On his return to Germany he held the post of organist at Stiftskirche in Stuttgart, where he furthered the cause of sacred choral music.
In 1852 he was awarded an honorary doctorate from Tübingen University.
The tune name Dix honors the text author and his work, "As with gladness men of old," with which it was originally paired.
- Brightest and Best
- Text: Brightest and best of the sons of the morning
- Author/Source: Reginald Heber (1783-1826), alt.
- Tune name: Star in the East / Morning Star / Stewart [18.104.22.168 with refrain]
- Composer/Source: from The Southern Harmony 1835 / James P. Harding 1892 / Albert Strohm 1933
Considered one of the finest hymns by Bishop Reginald Heber, this Epiphany text was initially opposed as bordering on astrology or "star worship."
Ronander & Porter indicate that in the original opening phrase, "the sons of the morning" possibly referred to angels, as in Isaiah 14:12 and Job 38:7.
A recent move toward "non-offensive" language, even to the destruction of Scriptural allusion, has alterred the text to read, "the stars of the morning" in many hymnals.
The author, a well-educated Oxford alumnus, was keenly interested in improving the quality of hymns sung by the congregations he served.
To this end, he compiled a volume of his own hymns and others which were based on the readings of the day.
Albert Bailey writes, "He was the first in England to apply the touchstone of literary excellence to hymns, to liberate the meters from the tyranny of Common, Long and Short, and to make use of contemporary rhythms and stanza structure."
Unfortunately, this hymnal was never published.

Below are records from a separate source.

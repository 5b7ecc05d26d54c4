// src/data_analysis/mod.rs

pub mod channel_validation;
pub mod oscillation;
pub mod peak_detection;

// src/data_analysis/mod.rs
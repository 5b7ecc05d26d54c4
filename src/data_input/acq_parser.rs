// src/data_input/acq_parser.rs

use csv::ReaderBuilder;
use log::{debug, info, warn};
use ndarray::Array1;
use std::fs;
use std::path::Path;

use crate::constants::{HEADER_TRAILING_LINES, SAMPLE_INTERVAL_MARKER, TIME_COLUMN_LABEL};
use crate::data_input::recording::Recording;
use crate::error::RecordingError;

/// Parses an acquisition text export into a [`Recording`].
///
/// Layout expected:
/// 1. A metadata line containing `msec/sample`, whose first token is the sample interval in ms.
/// 2. A header line starting with `sec`, tab-separated column names.
/// 3. One units line, skipped.
/// 4. Tab-separated sample rows. Blank or unparsable cells become NaN.
pub fn parse_acq_file(input_file_path: &Path) -> Result<Recording, RecordingError> {
    let content = fs::read_to_string(input_file_path).map_err(|source| RecordingError::Io {
        path: input_file_path.to_path_buf(),
        source,
    })?;
    parse_acq_str(&content)
}

pub fn parse_acq_str(content: &str) -> Result<Recording, RecordingError> {
    let lines: Vec<&str> = content.lines().collect();

    // --- Metadata Extraction ---
    let sample_interval_s = extract_sample_interval_s(&lines)?;

    let header_line = lines
        .iter()
        .position(|line| line.starts_with(TIME_COLUMN_LABEL))
        .ok_or(RecordingError::MissingHeader(TIME_COLUMN_LABEL))?;

    let headers: Vec<String> = lines[header_line]
        .trim()
        .split('\t')
        .map(|h| h.trim().to_string())
        .collect();
    debug!("Headers found in recording: {headers:?}");

    let time_index = headers
        .iter()
        .position(|h| h == TIME_COLUMN_LABEL)
        .ok_or(RecordingError::MissingTimeColumn(TIME_COLUMN_LABEL))?;

    // --- Data Reading and Storage ---
    let data_start = header_line + 1 + HEADER_TRAILING_LINES;
    let csv_content = lines
        .iter()
        .skip(data_start)
        .filter(|line| !line.trim().is_empty())
        .copied()
        .collect::<Vec<&str>>()
        .join("\n");

    let mut columns: Vec<Vec<f64>> = vec![Vec::new(); headers.len()];
    let mut unparsable_cells = 0usize;
    {
        let mut reader = ReaderBuilder::new()
            .delimiter(b'\t')
            .has_headers(false)
            .flexible(true)
            .trim(csv::Trim::All)
            .from_reader(csv_content.as_bytes());

        for result in reader.records() {
            let record = result?;
            for (col_idx, column) in columns.iter_mut().enumerate() {
                let value = match record.get(col_idx) {
                    Some(cell) if !cell.is_empty() => cell.parse::<f64>().unwrap_or_else(|_| {
                        unparsable_cells += 1;
                        f64::NAN
                    }),
                    _ => f64::NAN,
                };
                column.push(value);
            }
        }
    }
    if unparsable_cells > 0 {
        warn!("{unparsable_cells} non-numeric cell(s) read as NaN");
    }

    let mut time: Option<Array1<f64>> = None;
    let mut named_channels: Vec<(String, Array1<f64>)> = Vec::with_capacity(headers.len());
    for (col_idx, (name, samples)) in headers.into_iter().zip(columns).enumerate() {
        if col_idx == time_index {
            time = Some(Array1::from(samples));
        } else {
            named_channels.push((name, Array1::from(samples)));
        }
    }
    let time = time.ok_or(RecordingError::MissingTimeColumn(TIME_COLUMN_LABEL))?;

    info!(
        "Read {} samples x {} channel(s) at {:.2} Hz",
        time.len(),
        named_channels.len(),
        1.0 / sample_interval_s
    );

    Recording::new(sample_interval_s, time, named_channels)
}

/// Finds the first `msec/sample` line and converts its leading number to seconds.
fn extract_sample_interval_s(lines: &[&str]) -> Result<f64, RecordingError> {
    let line = lines
        .iter()
        .find(|line| line.contains(SAMPLE_INTERVAL_MARKER))
        .ok_or(RecordingError::MissingSampleInterval)?;
    let token = line.split_whitespace().next().unwrap_or_default();
    match token.parse::<f64>() {
        Ok(msec) if msec.is_finite() && msec > 0.0 => Ok(msec / 1000.0),
        _ => Err(RecordingError::InvalidSampleInterval(token.to_string())),
    }
}

#[cfg(test)]
mod tests {
    use super::*;

    const SAMPLE_EXPORT: &str = "session_01.acq\n\
        0.5 msec/sample\n\
        2 channels\n\
        ECG\n\
        mV\n\
        RESP\n\
        Volts\n\
        sec\tECG\tRESP\n\
        \tmV\tVolts\n\
        0.0000\t0.10\t1.0\n\
        0.0005\t0.20\t\n\
        \n\
        0.0010\tn/a\t3.0\t99\n\
        0.0015\t0.40\n";

    #[test]
    fn test_parses_metadata_header_and_rows() {
        let rec = parse_acq_str(SAMPLE_EXPORT).unwrap();

        assert!((rec.sample_interval_s - 0.0005).abs() < 1e-12);
        assert!((rec.sample_rate_hz() - 2000.0).abs() < 1e-6);
        assert_eq!(rec.channel_names(), ["ECG".to_string(), "RESP".to_string()]);
        assert_eq!(rec.len(), 4);

        let time = rec.time();
        assert_eq!(time[0], 0.0);
        assert_eq!(time[3], 0.0015);

        let ecg = rec.channel("ECG").unwrap();
        assert_eq!(ecg[0], 0.10);
        assert!(ecg[2].is_nan()); // "n/a"

        let resp = rec.channel("RESP").unwrap();
        assert!(resp[1].is_nan()); // blank cell
        assert_eq!(resp[2], 3.0); // extra trailing cell dropped
        assert!(resp[3].is_nan()); // short row padded
    }

    #[test]
    fn test_missing_sample_interval() {
        let content = "sec\tECG\n\tmV\n0.0\t1.0\n";
        assert!(matches!(
            parse_acq_str(content),
            Err(RecordingError::MissingSampleInterval)
        ));
    }

    #[test]
    fn test_invalid_sample_interval() {
        let content = "fast msec/sample\nsec\tECG\n\tmV\n0.0\t1.0\n";
        assert!(matches!(
            parse_acq_str(content),
            Err(RecordingError::InvalidSampleInterval(ref t)) if t == "fast"
        ));
    }

    #[test]
    fn test_missing_header_line() {
        let content = "1 msec/sample\ntime\tECG\n0.0\t1.0\n";
        assert!(matches!(
            parse_acq_str(content),
            Err(RecordingError::MissingHeader("sec"))
        ));
    }

    #[test]
    fn test_header_only_export_is_empty() {
        let content = "1 msec/sample\nsec\tECG\n\tmV\n";
        let rec = parse_acq_str(content).unwrap();
        assert!(rec.is_empty());
        assert_eq!(rec.channel("ECG").unwrap().len(), 0);
    }
}

// src/data_input/acq_parser.rs
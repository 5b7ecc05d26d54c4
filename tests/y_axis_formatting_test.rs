// tests/y_axis_formatting_test.rs

use acq_oscillation_report::plot_framework::format_axis_value;

#[test]
fn test_small_fractional_values_keep_decimals() {
    // mV-scale channels need decimals or every tick reads 0 or 1.
    let test_values = [0.25, 0.5, -0.75, 1.2, -1.5, 9.99];
    let expected_labels = ["0.25", "0.50", "-0.75", "1.20", "-1.50", "9.99"];

    for (value, expected) in test_values.iter().zip(expected_labels.iter()) {
        assert_eq!(
            &format_axis_value(*value),
            expected,
            "Y-axis formatting failed for value {value}"
        );
    }
}

#[test]
fn test_whole_and_medium_values_are_integers() {
    assert_eq!(format_axis_value(0.0), "0");
    assert_eq!(format_axis_value(5.0), "5");
    assert_eq!(format_axis_value(-4.0), "-4");
    assert_eq!(format_axis_value(12.4), "12");
    assert_eq!(format_axis_value(250.0), "250");
}

#[test]
fn test_large_values_use_suffixes() {
    assert_eq!(format_axis_value(2000.0), "2k");
    assert_eq!(format_axis_value(-3000.0), "-3k");
    assert_eq!(format_axis_value(2_500_000.0), "2.5M");
}
// src/constants.rs

// Import specific colors needed
use plotters::style::colors::full_palette::{BLUE, GREEN, RED};
use plotters::style::{RGBAColor, RGBColor};

// --- Recording export layout ---
pub const SAMPLE_INTERVAL_MARKER: &str = "msec/sample";
pub const TIME_COLUMN_LABEL: &str = "sec";
pub const RECORDING_EXTENSION: &str = "acq";

// Lines after the header line that carry no samples (units row).
pub const HEADER_TRAILING_LINES: usize = 1;

// --- Oscillation analysis ---
// Number of peak/valley pairs tabulated per channel per file.
pub const MAX_PAIRS_PER_CHANNEL: usize = 5;

// --- Default locations (relative to the working directory) ---
pub const DEFAULT_DATA_DIR: &str = "Data";
pub const DEFAULT_PARAMS_FILE: &str = "parametros.json";
pub const DEFAULT_OUTPUT_DIR: &str = "Output";
pub const DEFAULT_REPORT_NAME: &str = "resultados.xlsx";

// --- Report ---
pub const REPORT_HEADERS: [&str; 6] = ["File", "Channel", "Pair", "Max", "Min", "Amplitude"];
pub const REPORT_COLUMN_WIDTHS: [f64; 6] = [28.0, 16.0, 8.0, 14.0, 14.0, 14.0];
pub const REPORT_SHEET_NAME: &str = "Results";
// Worksheet holds 1,048,576 rows; one is the header.
pub const REPORT_MAX_DATA_ROWS: usize = 1_048_575;

// Plot dimensions.
pub const PLOT_WIDTH: u32 = 1000;
pub const PLOT_HEIGHT: u32 = 600;

// --- Plot Color Assignments ---
pub const COLOR_SIGNAL: &RGBColor = &BLUE;
pub const COLOR_PEAK_MARKER: &RGBColor = &RED;
pub const COLOR_VALLEY_MARKER: &RGBColor = &GREEN;
pub const COLOR_PAIR_CONNECTOR: RGBAColor = RGBAColor(0, 0, 0, 0.5);

// Stroke widths for lines
pub const LINE_WIDTH_PLOT: u32 = 1;
pub const LINE_WIDTH_LEGEND: u32 = 2;

// Marker radius in pixels for detected extrema.
pub const MARKER_RADIUS_PX: i32 = 4;

// Number of dashes drawn along each peak/valley connector.
pub const CONNECTOR_DASH_SEGMENTS: usize = 8;

// Font sizes
pub const FONT_SIZE_CHART_TITLE: i32 = 22;
pub const FONT_SIZE_AXIS_LABEL: i32 = 14;
pub const FONT_SIZE_LEGEND: i32 = 14;
pub const FONT_SIZE_MESSAGE: i32 = 20;

// src/constants.rs
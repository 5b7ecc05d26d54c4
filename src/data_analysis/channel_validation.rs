// src/data_analysis/channel_validation.rs

use log::warn;

/// Outcome of matching configured channels against a recording's columns.
#[derive(Debug, Clone, Default, PartialEq, Eq)]
pub struct ChannelSelection {
    /// Requested channels present in the recording, in request order.
    pub valid: Vec<String>,
    /// Requested channels missing from the recording, in request order.
    pub ignored: Vec<String>,
}

/// Keeps every requested channel that the recording provides. Missing ones are
/// reported and dropped; this never fails.
pub fn validate_channels<'a, I>(requested: I, available: &[String]) -> ChannelSelection
where
    I: IntoIterator<Item = &'a str>,
{
    let mut selection = ChannelSelection::default();
    for channel in requested {
        if available.iter().any(|a| a == channel) {
            selection.valid.push(channel.to_string());
        } else {
            warn!("Channel [{channel}] does not exist in the recording and will be ignored");
            selection.ignored.push(channel.to_string());
        }
    }
    selection
}

#[cfg(test)]
mod tests {
    use super::*;

    fn names(list: &[&str]) -> Vec<String> {
        list.iter().map(|s| s.to_string()).collect()
    }

    #[test]
    fn test_drops_missing_and_keeps_request_order() {
        let available = names(&["C", "A"]);
        let selection = validate_channels(["A", "B", "C"], &available);

        assert_eq!(selection.valid, names(&["A", "C"]));
        assert_eq!(selection.ignored, names(&["B"]));
    }

    #[test]
    fn test_nothing_available() {
        let selection = validate_channels(["A"], &[]);
        assert!(selection.valid.is_empty());
        assert_eq!(selection.ignored, names(&["A"]));
    }

    #[test]
    fn test_extra_recording_channels_are_not_selected() {
        let available = names(&["A", "B", "EXTRA"]);
        let selection = validate_channels(["B", "A"], &available);
        assert_eq!(selection.valid, names(&["B", "A"]));
        assert!(selection.ignored.is_empty());
    }
}
// src/font_config.rs

// Font styles for plot rendering, kept in one place so every chart matches.

use crate::constants::{
    FONT_SIZE_AXIS_LABEL, FONT_SIZE_CHART_TITLE, FONT_SIZE_LEGEND, FONT_SIZE_MESSAGE,
};

/// Font family name for default system fonts (resolved by plotters through the system font list)
pub const FONT_FAMILY_SYSTEM: &str = "sans-serif";

// Tuple representations for use with plotters' IntoFont trait
// These are convenient for direct use with plotters methods like `.caption()` and `.label_style()`
pub const FONT_TUPLE_CHART_TITLE: (&str, i32) = (FONT_FAMILY_SYSTEM, FONT_SIZE_CHART_TITLE);
pub const FONT_TUPLE_AXIS_LABEL: (&str, i32) = (FONT_FAMILY_SYSTEM, FONT_SIZE_AXIS_LABEL);
pub const FONT_TUPLE_LEGEND: (&str, i32) = (FONT_FAMILY_SYSTEM, FONT_SIZE_LEGEND);
pub const FONT_TUPLE_MESSAGE: (&str, i32) = (FONT_FAMILY_SYSTEM, FONT_SIZE_MESSAGE);
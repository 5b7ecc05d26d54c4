// src/plot_functions/mod.rs

pub mod plot_oscillations;

// src/plot_functions/mod.rs
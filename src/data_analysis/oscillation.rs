// src/data_analysis/oscillation.rs

use ndarray::ArrayView1;

use crate::constants::MAX_PAIRS_PER_CHANNEL;
use crate::data_analysis::peak_detection::{find_peaks, find_valleys, PeakCriteria};
use crate::data_input::parameters::ChannelParameters;
use crate::error::OscillationError;

/// A peak and the valley nearest to it in time. Valleys may repeat across pairs.
#[derive(Debug, Clone, Copy, PartialEq, Eq)]
pub struct OscillationPair {
    pub peak_index: usize,
    pub valley_index: usize,
}

/// Amplitude statistics of one pair. `amplitude` is negative when the paired
/// valley sits above its peak.
#[derive(Debug, Clone, Copy, PartialEq)]
pub struct CycleResult {
    pub max_height: f64,
    pub min_height: f64,
    pub amplitude: f64,
}

/// Everything detected on one channel. `pairs` is the full list (used for plotting);
/// `cycles` holds only the first [`MAX_PAIRS_PER_CHANNEL`] of them.
#[derive(Debug, Clone, Default, PartialEq)]
pub struct OscillationAnalysis {
    pub peaks: Vec<usize>,
    pub valleys: Vec<usize>,
    pub pairs: Vec<OscillationPair>,
    pub cycles: Vec<CycleResult>,
}

impl From<&ChannelParameters> for PeakCriteria {
    fn from(params: &ChannelParameters) -> Self {
        PeakCriteria {
            prominence: params.peak_prominence,
            min_distance: params.peak_min_distance,
        }
    }
}

/// Detects peaks and valleys on `signal`, pairs every peak with its nearest valley in
/// `time`, and computes amplitude statistics for the first pairs.
pub fn detect_oscillations(
    signal: ArrayView1<f64>,
    time: ArrayView1<f64>,
    params: &ChannelParameters,
) -> Result<OscillationAnalysis, OscillationError> {
    if signal.len() != time.len() {
        return Err(OscillationError::LengthMismatch {
            signal: signal.len(),
            time: time.len(),
        });
    }

    let criteria = PeakCriteria::from(params);
    let peaks = find_peaks(signal, &criteria);
    let valleys = find_valleys(signal, &criteria);

    if peaks.is_empty() {
        return Ok(OscillationAnalysis {
            peaks,
            valleys,
            ..Default::default()
        });
    }

    let pairs = pair_nearest_valleys(&peaks, &valleys, time)?;
    let cycles = pairs
        .iter()
        .take(MAX_PAIRS_PER_CHANNEL)
        .map(|pair| cycle_result(signal, pair))
        .collect();

    Ok(OscillationAnalysis {
        peaks,
        valleys,
        pairs,
        cycles,
    })
}

/// For each peak (ascending), picks the valley with the smallest absolute time
/// difference; the earliest valley wins a tie. This is a per-peak nearest-neighbour
/// choice, not a one-to-one matching.
pub fn pair_nearest_valleys(
    peaks: &[usize],
    valleys: &[usize],
    time: ArrayView1<f64>,
) -> Result<Vec<OscillationPair>, OscillationError> {
    if valleys.is_empty() && !peaks.is_empty() {
        return Err(OscillationError::NoValleys { peaks: peaks.len() });
    }

    let pairs = peaks
        .iter()
        .filter_map(|&peak_index| {
            let peak_time = time[peak_index];
            let mut best: Option<(usize, f64)> = None;
            for &valley_index in valleys {
                let diff = (time[valley_index] - peak_time).abs();
                if best.map_or(true, |(_, best_diff)| diff < best_diff) {
                    best = Some((valley_index, diff));
                }
            }
            best.map(|(valley_index, _)| OscillationPair {
                peak_index,
                valley_index,
            })
        })
        .collect();
    Ok(pairs)
}

fn cycle_result(signal: ArrayView1<f64>, pair: &OscillationPair) -> CycleResult {
    let max_height = signal[pair.peak_index];
    let min_height = signal[pair.valley_index];
    CycleResult {
        max_height,
        min_height,
        amplitude: max_height - min_height,
    }
}


// src/data_analysis/oscillation.rs
//! Declarative job definitions.

use k8s_openapi::api::core::v1::Container;
use serde::{Deserialize, Serialize};

/// Which pool a run was built from.
#[derive(Debug, Clone, Copy, PartialEq, Eq, Serialize, Deserialize)]
pub enum JobType {
    #[serde(rename = "preSubmit")]
    PreSubmit,
    #[serde(rename = "postSubmit")]
    PostSubmit,
}

impl std::fmt::Display for JobType {
    fn fmt(&self, f: &mut std::fmt::Formatter<'_>) -> std::fmt::Result {
        match self {
            JobType::PreSubmit => write!(f, "preSubmit"),
            JobType::PostSubmit => write!(f, "postSubmit"),
        }
    }
}

/// A single job in an integration config.
#[derive(Debug, Clone, Default, PartialEq, Serialize, Deserialize)]
#[serde(rename_all = "camelCase")]
pub struct Job {
    /// Container to run. Its name is the job name.
    #[serde(flatten)]
    pub container: Container,

    /// Refers to a local task or a catalog task instead of inline steps.
    #[serde(default, skip_serializing_if = "Option::is_none")]
    pub task: Option<TaskRef>,

    /// Condition for running the job.
    #[serde(default, skip_serializing_if = "Option::is_none")]
    pub when: Option<When>,

    /// Jobs that must finish before this one starts.
    #[serde(default)]
    pub after: Vec<String>,
}

impl Job {
    pub fn name(&self) -> &str {
        &self.container.name
    }
}

/// Reference to a reusable task.
#[derive(Debug, Clone, Default, PartialEq, Eq, Serialize, Deserialize)]
#[serde(rename_all = "camelCase")]
pub struct TaskRef {
    /// Name of a task in the local cluster.
    #[serde(default, skip_serializing_if = "Option::is_none")]
    pub name: Option<String>,
    /// Catalog entry, e.g. `s2i@0.2`.
    #[serde(default, skip_serializing_if = "Option::is_none")]
    pub catalog: Option<String>,
    #[serde(default)]
    pub params: Vec<Param>,
}

#[derive(Debug, Clone, PartialEq, Eq, Serialize, Deserialize)]
pub struct Param {
    pub name: String,
    pub value: String,
}

/// Branch/tag inclusion and exclusion rules. Empty lists impose no constraint.
#[derive(Debug, Clone, Default, PartialEq, Eq, Serialize, Deserialize)]
#[serde(rename_all = "camelCase")]
pub struct When {
    #[serde(default)]
    pub branch: Vec<String>,
    #[serde(default)]
    pub skip_branch: Vec<String>,
    #[serde(default)]
    pub tag: Vec<String>,
    #[serde(default)]
    pub skip_tag: Vec<String>,
    #[serde(default)]
    pub r#ref: Vec<String>,
    #[serde(default)]
    pub skip_ref: Vec<String>,
}
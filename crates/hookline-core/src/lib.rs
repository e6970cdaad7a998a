//! Core domain types and traits for Hookline.
//!
//! This crate contains:
//! - The canonical webhook model shared by every git provider
//! - Job and integration configuration types
//! - The run request (`IntegrationJob`) handed to a job sink
//! - The `GitClient`, `JobSink` and `IdSource` seams
//! - The error taxonomy

pub mod error;
pub mod git;
pub mod id;
pub mod integration;
pub mod job;
pub mod provider;
pub mod run;
pub mod sink;

pub use error::{Error, Result};
pub use id::{IdSource, RandomIdSource, RunId};
pub use provider::GitClient;
pub use sink::JobSink;
//! Integration configuration: which repository to watch and what to run.

use serde::{Deserialize, Serialize};
use std::collections::BTreeMap;

use crate::git::GitHost;
use crate::job::Job;

const GITHUB_SERVER: &str = "https://github.com";
const GITHUB_API: &str = "https://api.github.com";
const GITLAB_SERVER: &str = "https://gitlab.com";

/// A complete integration config for one repository.
#[derive(Debug, Clone, Serialize, Deserialize)]
#[serde(rename_all = "camelCase")]
pub struct IntegrationConfig {
    pub name: String,
    pub namespace: String,
    pub git: GitConfig,
    /// Shared secret used to authenticate inbound webhooks.
    pub webhook_secret: String,
    pub jobs: Jobs,
    #[serde(default)]
    pub workspaces: Vec<WorkspaceBinding>,
    #[serde(default, skip_serializing_if = "Option::is_none")]
    pub pod_template: Option<PodTemplate>,
}

impl IntegrationConfig {
    /// A config with no jobs, workspaces or pod template.
    pub fn new(
        name: impl Into<String>,
        namespace: impl Into<String>,
        git: GitConfig,
        webhook_secret: impl Into<String>,
    ) -> Self {
        Self {
            name: name.into(),
            namespace: namespace.into(),
            git,
            webhook_secret: webhook_secret.into(),
            jobs: Jobs::default(),
            workspaces: Vec::new(),
            pod_template: None,
        }
    }
}

/// Git host connection settings.
#[derive(Debug, Clone, Serialize, Deserialize)]
#[serde(rename_all = "camelCase")]
pub struct GitConfig {
    pub host: GitHost,
    /// Repository identifier, e.g. `org/project`.
    pub repository: String,
    /// Web URL of the git server. Defaults to the public host.
    #[serde(default, skip_serializing_if = "Option::is_none")]
    pub server_url: Option<String>,
    /// API token for outbound calls.
    #[serde(default, skip_serializing)]
    pub token: Option<String>,
}

impl GitConfig {
    /// Base URL of the REST API.
    ///
    /// GitHub's public server is served from `api.github.com`; GitHub
    /// Enterprise serves it under `/api/v3`. GitLab exposes the API on the
    /// server itself and callers append `/api/v4`.
    pub fn api_url(&self) -> String {
        let server = self.server_url.as_deref().map(|s| s.trim_end_matches('/'));
        match (self.host, server) {
            (GitHost::Github, None) => GITHUB_API.to_string(),
            (GitHost::Github, Some(GITHUB_SERVER)) => GITHUB_API.to_string(),
            (GitHost::Github, Some(url)) => format!("{}/api/v3", url),
            (GitHost::Gitlab, None) => GITLAB_SERVER.to_string(),
            (GitHost::Gitlab, Some(url)) => url.to_string(),
        }
    }
}

/// The two job pools of a config.
#[derive(Debug, Clone, Default, Serialize, Deserialize)]
#[serde(rename_all = "camelCase")]
pub struct Jobs {
    /// Considered for pull request events only.
    #[serde(default)]
    pub pre_submit: Vec<Job>,
    /// Considered for push events only.
    #[serde(default)]
    pub post_submit: Vec<Job>,
}

/// A named volume shared between the jobs of a run.
#[derive(Debug, Clone, PartialEq, Eq, Serialize, Deserialize)]
pub struct WorkspaceBinding {
    pub name: String,
    #[serde(flatten)]
    pub source: WorkspaceSource,
}

#[derive(Debug, Clone, PartialEq, Eq, Serialize, Deserialize)]
#[serde(rename_all = "camelCase")]
pub enum WorkspaceSource {
    EmptyDir {},
    PersistentVolumeClaim {
        #[serde(rename = "claimName")]
        claim_name: String,
    },
    ConfigMap {
        name: String,
    },
    Secret {
        #[serde(rename = "secretName")]
        secret_name: String,
    },
}

/// Pod-level settings applied to every job of a run.
#[derive(Debug, Clone, Default, PartialEq, Eq, Serialize, Deserialize)]
#[serde(rename_all = "camelCase")]
pub struct PodTemplate {
    #[serde(default, skip_serializing_if = "Option::is_none")]
    pub service_account_name: Option<String>,
    #[serde(default, skip_serializing_if = "BTreeMap::is_empty")]
    pub node_selector: BTreeMap<String, String>,
    #[serde(default, skip_serializing_if = "Vec::is_empty")]
    pub image_pull_secrets: Vec<String>,
}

Heber was appointed bishop of Calcutta in 1823 and it was in India just three years later that he drowned in a pool after suffering a stroke.
The text is sung to several tunes; the one called Morning Star was at first part of an anthem composed by James Harding at Gifford Hall Mission in Islington (London).
The Church Hymnal, an Episcopal volume from 1894, was this tune's first appearance in America.